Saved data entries
• • • • • • •
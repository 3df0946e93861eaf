//! Shared JSON downloader used by the SMHI integrations.
//!
//! One GET per call, no connection pooling beyond what reqwest keeps inside
//! a single client. Every request carries an explicit timeout so a stalled
//! upstream can never wedge a poll loop.

use std::time::Duration;

use serde_json::Value;

use crate::error::AdapterError;

/// Per-request timeout for all outbound API calls.
pub const REQUEST_TIMEOUT: Duration = Duration::from_secs(10);

pub struct Downloader {
    client: reqwest::Client,
}

impl Downloader {
    pub fn new() -> Self {
        let client = reqwest::Client::builder()
            .timeout(REQUEST_TIMEOUT)
            .user_agent(concat!("stuga/", env!("CARGO_PKG_VERSION")))
            .build()
            .unwrap_or_else(|_| reqwest::Client::new());

        Self { client }
    }

    /// GET the given URL and parse the body as JSON (array or object).
    ///
    /// Transport failures (including non-2xx statuses) and malformed bodies
    /// are surfaced as errors; the caller decides whether "no data" is an
    /// acceptable degradation for its feed.
    pub async fn download_json(&self, url: &str) -> Result<Value, AdapterError> {
        let resp = self.client.get(url).send().await?.error_for_status()?;
        let body = resp.text().await?;
        parse_body(&body)
    }
}

impl Default for Downloader {
    fn default() -> Self {
        Self::new()
    }
}

fn parse_body(body: &str) -> Result<Value, AdapterError> {
    Ok(serde_json::from_str(body)?)
}

#[cfg(test)]
mod tests {
    use super::*;

    #[test]
    fn test_parse_body_object_and_array() {
        assert!(parse_body(r#"{"a": 1}"#).unwrap().is_object());
        assert!(parse_body(r#"[1, 2, 3]"#).unwrap().is_array());
    }

    #[test]
    fn test_parse_body_garbage_is_parse_error() {
        let err = parse_body("<html>not json</html>").unwrap_err();
        assert!(matches!(err, AdapterError::Parse(_)));
    }
}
• • • • • • •
● **WHAT TO DO**: Search the entries for the string "await" and collect each line that has it.

● **SOLVED EXERCISE**:
        let resp = self.client.get(url).send().await?.error_for_status()?;
        let body = resp.text().await?;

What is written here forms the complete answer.